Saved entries
......

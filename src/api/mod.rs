//! HTTP API module
//! 
//! A local control surface for the timer: the four operations, status and a
//! health check.

pub mod handlers;
pub mod responses;

use std::sync::Arc;
use axum::{
    routing::{get, post},
    Router,
};
use tower_http::{cors::CorsLayer, trace::TraceLayer};

use crate::state::AppState;
use handlers::*;

/// Create the HTTP router with all endpoints
pub fn create_router(state: Arc<AppState>) -> Router {
    Router::new()
        .route("/timer", get(status_handler))
        .route("/timer/start", post(start_handler))
        .route("/timer/pause", post(pause_handler))
        .route("/timer/resume", post(resume_handler))
        .route("/timer/reset", post(reset_handler))
        .route("/health", get(health_handler))
        .layer(CorsLayer::permissive())
        .layer(TraceLayer::new_for_http())
        .with_state(state)
}
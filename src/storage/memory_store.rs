//! In-process key-value store

use std::{
    collections::HashMap,
    sync::{Arc, Mutex},
};

use super::KeyValueStore;
use crate::error::StoreError;

/// A store kept in memory. Clones share contents, which is how tests stand in
/// for two processes looking at the same durable store.
#[derive(Debug, Clone, Default)]
pub struct MemoryStore {
    entries: Arc<Mutex<HashMap<String, String>>>,
}

impl MemoryStore {
    pub fn new() -> Self {
        Self::default()
    }
}

impl KeyValueStore for MemoryStore {
    fn get(&self, key: &str) -> Result<Option<String>, StoreError> {
        let entries = self.entries.lock().map_err(|_| StoreError::Poisoned)?;
        Ok(entries.get(key).cloned())
    }

    fn set(&self, key: &str, value: &str) -> Result<(), StoreError> {
        let mut entries = self.entries.lock().map_err(|_| StoreError::Poisoned)?;
        entries.insert(key.to_string(), value.to_string());
        Ok(())
    }

    fn remove(&self, key: &str) -> Result<(), StoreError> {
        let mut entries = self.entries.lock().map_err(|_| StoreError::Poisoned)?;
        entries.remove(key);
        Ok(())
    }
}
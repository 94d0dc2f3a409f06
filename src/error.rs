//! Error types for storage backends and duration input

use std::path::PathBuf;
use thiserror::Error;

/// Failures of a key-value store backend
#[derive(Debug, Error)]
pub enum StoreError {
    #[error("invalid store key {0:?}")]
    InvalidKey(String),

    #[error("failed to read {path}")]
    Read {
        path: PathBuf,
        #[source]
        source: std::io::Error,
    },

    #[error("failed to write {path}")]
    Write {
        path: PathBuf,
        #[source]
        source: std::io::Error,
    },

    #[error("failed to remove {path}")]
    Remove {
        path: PathBuf,
        #[source]
        source: std::io::Error,
    },

    #[error("store lock poisoned")]
    Poisoned,
}

/// Rejections of a user-supplied countdown duration
#[derive(Debug, Clone, PartialEq, Eq, Error)]
pub enum InputError {
    #[error("duration is empty")]
    Empty,

    #[error("cannot parse duration {0:?}")]
    Unparsable(String),

    #[error("duration must be greater than zero")]
    Zero,

    #[error("duration is too large")]
    TooLarge,
}
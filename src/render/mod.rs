//! Rendering collaborators
//!
//! The engine owns no presentation logic. It reports formatted time, ring
//! progress, screen changes and completion through [`RenderAdapter`].

pub mod channel;
pub mod recording;
pub mod terminal;

use serde::{Deserialize, Serialize};

pub use channel::{ChannelRenderer, DisplayFrame};
pub use recording::{RecordingRenderer, RenderCall};
pub use terminal::TerminalRenderer;

/// Which presentation the timer is in
#[derive(Debug, Clone, Copy, PartialEq, Eq, Serialize, Deserialize)]
#[serde(rename_all = "lowercase")]
pub enum Screen {
    Setup,
    Running,
    Done,
}

/// Receives everything the user should see
pub trait RenderAdapter: Send + Sync {
    fn display_time(&self, formatted: &str);
    /// `fraction` is in `[0, 1]`; 1 is a full ring
    fn set_ring_progress(&self, fraction: f64);
    fn show_screen(&self, screen: Screen);
    /// Fired once per completed countdown
    fn signal_completion(&self);
}
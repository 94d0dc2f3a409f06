//! Countdown state machine
//!
//! Every transition reads the persisted record, computes against the wall
//! clock, and writes a whole new record back. Nothing in memory is trusted
//! between calls, which lets another process (or a restart) change the timer
//! underneath us.

pub mod timer_core;

use std::{sync::Arc, time::Duration};

use serde::Serialize;
use tokio::sync::broadcast;
use tracing::{debug, info};

use crate::{
    render::{RenderAdapter, Screen},
    state::{TimerSnapshot, TimerState},
    storage::{KeyValueStore, PersistentState},
    tasks::PollLoop,
    utils::{format_remaining, Clock},
};

pub use timer_core::{TickOutcome, TimerCore};

/// Default time between poll loop ticks
pub const DEFAULT_CADENCE: Duration = Duration::from_millis(200);

/// Transitions announced to subscribers
#[derive(Debug, Clone, Copy, PartialEq, Eq, Serialize)]
#[serde(tag = "event", rename_all = "lowercase")]
pub enum TimerEvent {
    Started { end_date: i64, total_ms: i64 },
    Paused { remaining_ms: i64, total_ms: i64 },
    Reset,
    Finished,
}

pub struct TimerEngine {
    core: Arc<TimerCore>,
    poll_loop: PollLoop,
}

impl TimerEngine {
    pub fn new(
        store: Arc<dyn KeyValueStore>,
        clock: Arc<dyn Clock>,
        renderer: Arc<dyn RenderAdapter>,
        cadence: Duration,
    ) -> Self {
        Self {
            core: Arc::new(TimerCore::new(PersistentState::new(store), clock, renderer)),
            poll_loop: PollLoop::new(cadence),
        }
    }

    pub fn subscribe(&self) -> broadcast::Receiver<TimerEvent> {
        self.core.subscribe()
    }

    /// Current status computed fresh from the store
    pub fn snapshot(&self) -> TimerSnapshot {
        TimerSnapshot::from_state(self.core.state().load(), self.core.now_ms())
    }

    pub fn is_polling(&self) -> bool {
        self.poll_loop.is_active()
    }

    /// Start counting down `duration_ms` from now.
    ///
    /// `carried_total` keeps the original length when resuming so progress is
    /// measured against the whole countdown. Callers validate that
    /// `duration_ms` is positive. Must run inside a Tokio runtime.
    pub fn start(&self, duration_ms: i64, carried_total: Option<i64>) {
        debug_assert!(duration_ms > 0, "countdown duration must be positive");

        let total_ms = carried_total.unwrap_or(duration_ms);
        let state = TimerState::running(self.core.now_ms(), duration_ms, total_ms);
        self.core.state().save(&state);
        self.core.set_observed(Some(state));

        info!(
            "Timer started: {} left of {}",
            format_remaining(duration_ms),
            format_remaining(total_ms)
        );
        if let TimerState::Running { end_date, .. } = state {
            self.core.publish(TimerEvent::Started { end_date, total_ms });
        }

        self.core.renderer().show_screen(Screen::Running);
        self.poll_loop.begin(Arc::clone(&self.core));
    }

    /// Freeze a running timer. Anything else is left alone.
    pub fn pause(&self) {
        let Some(TimerState::Running { end_date, total_duration }) = self.core.state().load() else {
            debug!("Pause ignored: no running timer");
            return;
        };

        let remaining_ms = end_date.saturating_sub(self.core.now_ms());
        if remaining_ms <= 0 {
            // Pause lost the race with expiry
            debug!("Pause requested after expiry, finishing instead");
            self.finish();
            return;
        }

        let state = TimerState::paused(remaining_ms, total_duration);
        self.core.state().save(&state);
        self.core.set_observed(Some(state));
        self.poll_loop.cancel();
        self.core.render_frame(remaining_ms, total_duration);

        info!("Timer paused with {} left", format_remaining(remaining_ms));
        self.core.publish(TimerEvent::Paused {
            remaining_ms,
            total_ms: total_duration,
        });
    }

    /// Continue a paused timer from where it stopped
    pub fn resume(&self) {
        let Some(TimerState::Paused { remaining, total_duration }) = self.core.state().load() else {
            debug!("Resume ignored: no paused timer");
            return;
        };

        if remaining <= 0 {
            self.finish();
            return;
        }
        self.start(remaining, Some(total_duration));
    }

    /// Drop any timer and go back to the setup screen
    pub fn reset(&self) {
        self.core.state().clear();
        self.core.set_observed(None);
        self.poll_loop.cancel();
        self.core.renderer().show_screen(Screen::Setup);

        info!("Timer reset");
        self.core.publish(TimerEvent::Reset);
    }

    /// Complete the countdown. Normally triggered by the poll loop on expiry.
    pub fn finish(&self) {
        self.poll_loop.cancel();
        self.core.finish();
    }

    /// Bring the presentation in line with whatever the store holds.
    /// Called at process start and whenever resync sees the store change.
    ///
    /// When the record has vanished since this process last saw it, the
    /// countdown ended elsewhere: a running record past its end finished,
    /// anything else was reset.
    pub fn restore(&self) {
        let previous = self.core.observed();
        let state = self.core.state().load();
        self.core.set_observed(state);

        match state {
            Some(TimerState::Running { end_date, .. }) => {
                info!("Restoring running timer ending at {}", end_date);
                self.core.renderer().show_screen(Screen::Running);
                self.poll_loop.begin(Arc::clone(&self.core));
            }
            Some(TimerState::Paused { remaining, total_duration }) => {
                info!("Restoring paused timer with {} left", format_remaining(remaining));
                self.poll_loop.cancel();
                self.core.renderer().show_screen(Screen::Running);
                self.core.render_frame(remaining, total_duration);
            }
            None => {
                self.poll_loop.cancel();
                match previous {
                    Some(TimerState::Running { end_date, .. }) if end_date <= self.core.now_ms() => {
                        info!("Countdown finished by another process");
                        self.core.present_completion();
                    }
                    Some(_) => {
                        info!("Timer reset by another process");
                        self.core.renderer().show_screen(Screen::Setup);
                        self.core.publish(TimerEvent::Reset);
                    }
                    None => {
                        debug!("No stored timer, showing setup");
                        self.core.renderer().show_screen(Screen::Setup);
                    }
                }
            }
        }
    }

    /// Pick up changes made to the store by someone else.
    ///
    /// A live poll loop already follows a running record, so this only acts
    /// when the loop is idle and the record differs from what was last seen.
    pub fn resync(&self) {
        let current = self.core.state().load();
        if self.poll_loop.is_active() && current.map_or(false, |s| s.is_running()) {
            return;
        }
        if current == self.core.observed() && !current.map_or(false, |s| s.is_running()) {
            return;
        }

        debug!("Stored timer changed externally, resyncing");
        self.restore();
    }
}

impl Drop for TimerEngine {
    fn drop(&mut self) {
        self.poll_loop.cancel();
    }
}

......

Go through the entries above and report every line in which the word "PersistentState" appears.

    storage::{KeyValueStore, PersistentState},
            core: Arc::new(TimerCore::new(PersistentState::new(store), clock, renderer)),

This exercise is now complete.